- _Recorded data_:
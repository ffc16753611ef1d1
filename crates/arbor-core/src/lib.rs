//! Arbor Core — graph data model, language registry, and exclusion matching

pub mod exclude;
pub mod language;
pub mod model;
pub mod status;

#[cfg(test)]
mod tests;

pub use exclude::ExcludeMatcher;
pub use language::Lang;
pub use model::{CodeEdge, CodeNode, EdgeType, FileMetadata, NodeType, edge_id};
pub use status::{IndexState, IndexStatus};
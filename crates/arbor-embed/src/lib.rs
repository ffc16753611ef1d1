//! Arbor Embed — embedding provider interface and implementations

pub mod providers;

#[cfg(test)]
mod tests;

use async_trait::async_trait;
use thiserror::Error;
use tokio_util::sync::CancellationToken;

pub use providers::local::LocalEmbedder;
pub use providers::openai::OpenAiEmbedder;

#[derive(Debug, Error)]
pub enum EmbedError {
    #[error("embedding request failed: {0}")]
    Request(String),
    #[error("provider returned {got} vectors for {expected} inputs")]
    CountMismatch { expected: usize, got: usize },
    #[error("operation cancelled")]
    Cancelled,
}

/// Embedding provider seam. Vectors are `f32` of length `dimension()`.
#[async_trait]
pub trait Embedder: Send + Sync {
    /// Embed one text.
    async fn embed_single(
        &self,
        cancel: &CancellationToken,
        text: &str,
    ) -> Result<Vec<f32>, EmbedError>;

    /// Embed a batch of texts, preserving input order.
    async fn embed(
        &self,
        cancel: &CancellationToken,
        texts: &[String],
    ) -> Result<Vec<Vec<f32>>, EmbedError>;

    fn name(&self) -> &str;

    fn dimension(&self) -> usize;
}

- _Work instructions_:
Lines in the data that hold "providers" must be located and copied.

- _Response to this exercise_:
pub mod providers;
pub use providers::local::LocalEmbedder;
pub use providers::openai::OpenAiEmbedder;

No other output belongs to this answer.